Family Trip to Hanoi and Halong Bay in Vietnam
It was 40 years ago this year that our country got dragged into a war that ended badly. Many lives were lost. Families displaced. The Vietnam War might be an event that many want to forget happened, but today, as a result of this war, there is at least one good thing that followed. For those who live near a Vietnamese community, our lives have been enriched by the friendliness of their people and the flavors they brought to our cities.
I live in the San Francisco Bay Area where Vietnamese food is widely available and authentic. I have become good friends with those whose families came to the U.S. as a result of the war and have been introduced to the deliciousness of their food culture. Not a week passes that I don’t have a bowl of pho or a bánh mì sandwich or plate of chicken and rice.

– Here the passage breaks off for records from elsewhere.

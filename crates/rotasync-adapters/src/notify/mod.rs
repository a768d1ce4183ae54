mod webhook;

pub use webhook::WebhookNotifier;
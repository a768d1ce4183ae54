//! rotasync
//!
//! A batch job, normally run from cron, that keeps two chat groups in line
//! with the on-call schedule:
//!
//! - **@sreoncall**: whoever is primary and secondary on call right now
//! - **@sresupport**: the secondaries for now and later, filtered through
//!   the approved support list, with a random override when needed
//!
//! Each run resolves the rotations, reconciles both groups, announces any
//! change on the group's webhook, and exits non-zero if anything failed.

use std::process::ExitCode;

use anyhow::{anyhow, Context, Result};
use chrono::Utc;
use rand::rngs::StdRng;
use rand::SeedableRng;
use tracing::{error, info, info_span, Instrument};

use rotasync_adapters::chat::MattermostDirectory;
use rotasync_adapters::http;
use rotasync_adapters::notify::WebhookNotifier;
use rotasync_adapters::oncall::{OpsgenieProvider, PagerDutyProvider};
use rotasync_app::sync_service::RosterSyncService;
use rotasync_core::ids::RunId;
use rotasync_ports::outbound::OnCallProvider;

mod config;
mod telemetry;

use config::{Config, Provider};

#[tokio::main]
async fn main() -> ExitCode {
    // Local runs may keep their variables in a .env file
    dotenvy::dotenv().ok();
    telemetry::init();

    info!("Starting oncall roster sync");

    match run().await {
        Ok(()) => ExitCode::SUCCESS,
        Err(e) => {
            error!(error = %format!("{e:#}"), "Roster sync failed");
            ExitCode::FAILURE
        }
    }
}

async fn run() -> Result<()> {
    let config = Config::from_env().context("failed to load configuration")?;
    let client = http::client(config.http_timeout).context("failed to build HTTP client")?;

    let run_id = RunId::new();
    let span = info_span!("sync", run_id = %run_id, provider = config.provider.as_str());
    info!(
        run_id = %run_id,
        provider = config.provider.as_str(),
        hour_shift = config.hour_shift,
        policy = config.support_policy.as_str(),
        "Configuration loaded"
    );

    let deadline = config.run_deadline;
    let sync = async {
        match config.provider {
            Provider::PagerDuty => {
                let provider = PagerDutyProvider::new(
                    client.clone(),
                    &config.provider_api_url,
                    &config.provider_api_key,
                );
                sync_with(provider, &config, client).await
            }
            Provider::Opsgenie => {
                let provider = OpsgenieProvider::new(
                    client.clone(),
                    &config.provider_api_url,
                    &config.provider_api_key,
                    &config.username_detail,
                );
                sync_with(provider, &config, client).await
            }
        }
    }
    .instrument(span);

    tokio::time::timeout(deadline, sync)
        .await
        .map_err(|_| anyhow!("run exceeded deadline of {}s", deadline.as_secs()))?
}

async fn sync_with<P>(provider: P, config: &Config, client: reqwest::Client) -> Result<()>
where
    P: OnCallProvider,
{
    let directory = MattermostDirectory::new(
        client.clone(),
        &config.mattermost_url,
        &config.mattermost_token,
    );
    let notifier = WebhookNotifier::new(client);
    let service = RosterSyncService::new(
        provider,
        directory,
        notifier,
        StdRng::from_os_rng(),
        config.settings(),
    );

    let report = service
        .sync(Utc::now())
        .await
        .context("roster sync did not complete")?;

    info!(
        primary_now = %report.snapshot.primary_now.username,
        secondary_now = %report.snapshot.secondary_now.username,
        support = %report.support.join(","),
        on_call_changed = report.on_call.outcome.changed,
        support_changed = report.support_group.outcome.changed,
        "Roster sync complete"
    );

    Ok(())
}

When my in-laws invited us to join them on a trip to Vietnam, I quickly cleared the calendar. Our children were 10 and 5 at the time, and we went to Hanoi and Halong Bay. We took a guided tour which included our family of four, my in-laws, our tour guide Tuan and a driver. Here is a sample of the things we did during the four days we spent in the fast moving capital of Vietnam.

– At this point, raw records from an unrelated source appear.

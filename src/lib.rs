//! # archon
//!
//! Task-graph execution engine with a downstream verification pipeline.
//!
//! This library provides:
//! - A dependency-aware scheduler ("Architect") over caller-supplied async
//!   task executors
//! - A verification planner/aggregator ("Quasar") that derives one check per
//!   executed task and rolls tester verdicts into a single verdict
//! - Deterministic markdown renderers for the two documents a run produces:
//!   the development handoff and the global quality report
//!
//! ## Architecture
//!
//! ```text
//! directive markdown ──► Directive ─────────────┐
//!                                               ▼
//! feature request ─────► Architect ──waves──► Handoff
//!   + registered tasks   (task graph)           │
//!                                               ▼
//! caller testers ──────► Quasar ──────────► QualityReport
//!                        (verification)
//! ```
//!
//! ## Flow
//! 1. Parse the directive once; it is read-only for the rest of the run
//! 2. Register tasks with ids, missions, dependencies, and executors
//! 3. `Architect::execute` runs the graph in concurrent waves and hands off
//! 4. `Quasar::execute_tests` verifies each task's deliverables in order
//!
//! The engine performs none of the actual work. Executors and testers are
//! opaque async strategies; the core only sequences, tracks, and reports.
//!
//! ## Modules
//! - `directive`: markdown section parsing for verbatim reuse in reports
//! - `task`: task definitions, lifecycle state, executor outputs
//! - `architect`: the wave scheduler and handoff bundle
//! - `quasar`: the verification planner, aggregator, and quality report

pub mod architect;
pub mod directive;
pub mod quasar;
pub mod task;

pub use architect::{Architect, ArchitectError, ExecuteOptions, Handoff, TaskExecutor};
pub use directive::{Directive, Section};
pub use quasar::{
    AggregatedReport, OverallStatus, QualityReport, Quasar, QuasarError, Tester, TesterReport,
    TesterStatus, VerificationItem,
};
pub use task::{TaskConfig, TaskOutput, TaskSnapshot, TaskStatus};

The Old Quarter is my favorite place in Hanoi. The area is perhaps a bit too chaotic for some, but if you want to feel the heartbeat of Hanoi, this is where you will want to explore and spend your time.
It’s located just a few blocks from Hoan Kiem Lake, and the narrow and windy streets are separated by the merchants and artisans who specialize in different trades such as silk, pottery, and food. I enjoyed wandering this neighborhood formerly known as the 36 Districts. Shop here. Eat here. Stay close to here. Only 10- to 15-minute walk away is Hilton Hanoi Opera.
Hoan Kiem Lake
Hoan Kiem Lake (Lake of the Restored Sword) is on the edge of the Old Quarter. It’s a popular focal point where locals socialize. Like Central Park is to New York City, Hoan Kiem Lake is to Hanoi. It’s an oasis from the hustle and bustle of this constantly moving city. It’s also a nice walk in the evening when the temperature cools down a bit. Nearby, you will find local attractions such as Hanoi Opera House, French Quarter, and the Thang Long Water Puppet Theater.

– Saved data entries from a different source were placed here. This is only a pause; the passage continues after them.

//! Architect - the task-graph execution engine.
//!
//! # Responsibilities
//! 1. Own the registry of sub-agent tasks and their declared dependencies
//! 2. Run caller-supplied executors in dependency order, one concurrent wave
//!    at a time
//! 3. Propagate failures to dependents as `Blocked`
//! 4. Produce the handoff bundle consumed by the verification stage
//!
//! ```text
//! register_task() x N -> execute() -> Handoff -> Quasar
//! ```
//!
//! The engine performs none of the actual work: executors are opaque async
//! strategies (typically wrapping a model or tool call) and the Architect
//! only sequences, tracks, and reports on them.

mod engine;
mod handoff;

pub use engine::{Architect, ArchitectError, ExecuteOptions};
pub use handoff::Handoff;

use std::future::Future;

use async_trait::async_trait;

use crate::task::TaskOutput;

/// Strategy trait for the opaque unit of work behind one task.
///
/// # Contract
/// - Returns `Ok(output)` on success; the output's `summary` must be
///   non-empty or the engine fails the task
/// - Returns `Err` on failure; the message is recorded on the task record
/// - Never panics; all failures are returned as `Err`
#[async_trait]
pub trait TaskExecutor: Send + Sync {
    /// Perform the task's work.
    async fn run(&self) -> anyhow::Result<TaskOutput>;
}

/// Plain async closures work as executors without a wrapper type.
#[async_trait]
impl<F, Fut> TaskExecutor for F
where
    F: Fn() -> Fut + Send + Sync,
    Fut: Future<Output = anyhow::Result<TaskOutput>> + Send,
{
    async fn run(&self) -> anyhow::Result<TaskOutput> {
        (self)().await
    }
}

These puppets that dance on water is a tradition that dates back as far as the 11th century when it originated in the villages of the Red River Delta area of northern Vietnam. We watched a show, and it was entertaining. As an urban dweller who is normally surrounded by concrete freeways and asphalt roads, the image of puppets dancing around on water depicting rice fields and more agricultural surroundings is actually enchanting. It’s a show for all ages.
Ho Chi Minh’s Stilt House
We toured the house where Ho Chi Minh was said to have lived from 1958 until his death in 1969. It is situated near the Presidential Palace. Ho Chi Minh is remembered as the “father of the communist revolution” and portrayed as a celibate man married only to the cause of the revolution.
The stilt house tells the story of simple man who lived a simple life for his country. Indeed, Ho Chi Minh was successful as a Communist revolutionary who led North Vietnam to defeat the French Union in 1954. This led to the end of 100 years of French colonization. For this, Vietnam celebrates him as a hero.
While not everyone in the world shares the same fondness and memories of this man, the effects and lessons resulting from colonization and war need to be remembered. As Abraham Lincoln once said about slavery, “Those who deny freedom to others deserve it not for themselves.”
Ho Chi Minh Presidential Historical Site and Mausoleum
We respectfully passed on entering the Mausoleum where Ho Chi Minh’s body lies against his wishes. He wanted to be cremated. A long line of respectful visitors waited for a chance to see their liberator.
Temple of Literature and Ancient National University
Another interesting site we saw was the Temple of Literature which was originally built in 1070 by King Lý Nhân Tông. Six years later, Vietnam’s first university would be established. Today, this area is a beautiful park with five courtyards and a lake to memorialize its history.
For those who are able to read Chinese, it’s interesting to see Vietnam and China’s past relationship through literature and religion. This university centered around the study of Confucian teaching, Chinese literature, poetry, and history. Below, the names of those who taught and passed the Royal Examination are carved into stones as an ancient Hall of Fame.
Tran Quoc Pagoda
There are plenty of pagodas and temples to see in Vietnam, but this one was special. For the history- and culture-minded, our tour guide explained the significance of the Tran Quoc Pagoda. It is Hanoi’s oldest pagoda and located nearby is a surviving Bodhi tree planted from a cutting of the original tree in Bodh Gaya, India under which the Buddha sat and achieved enlightenment.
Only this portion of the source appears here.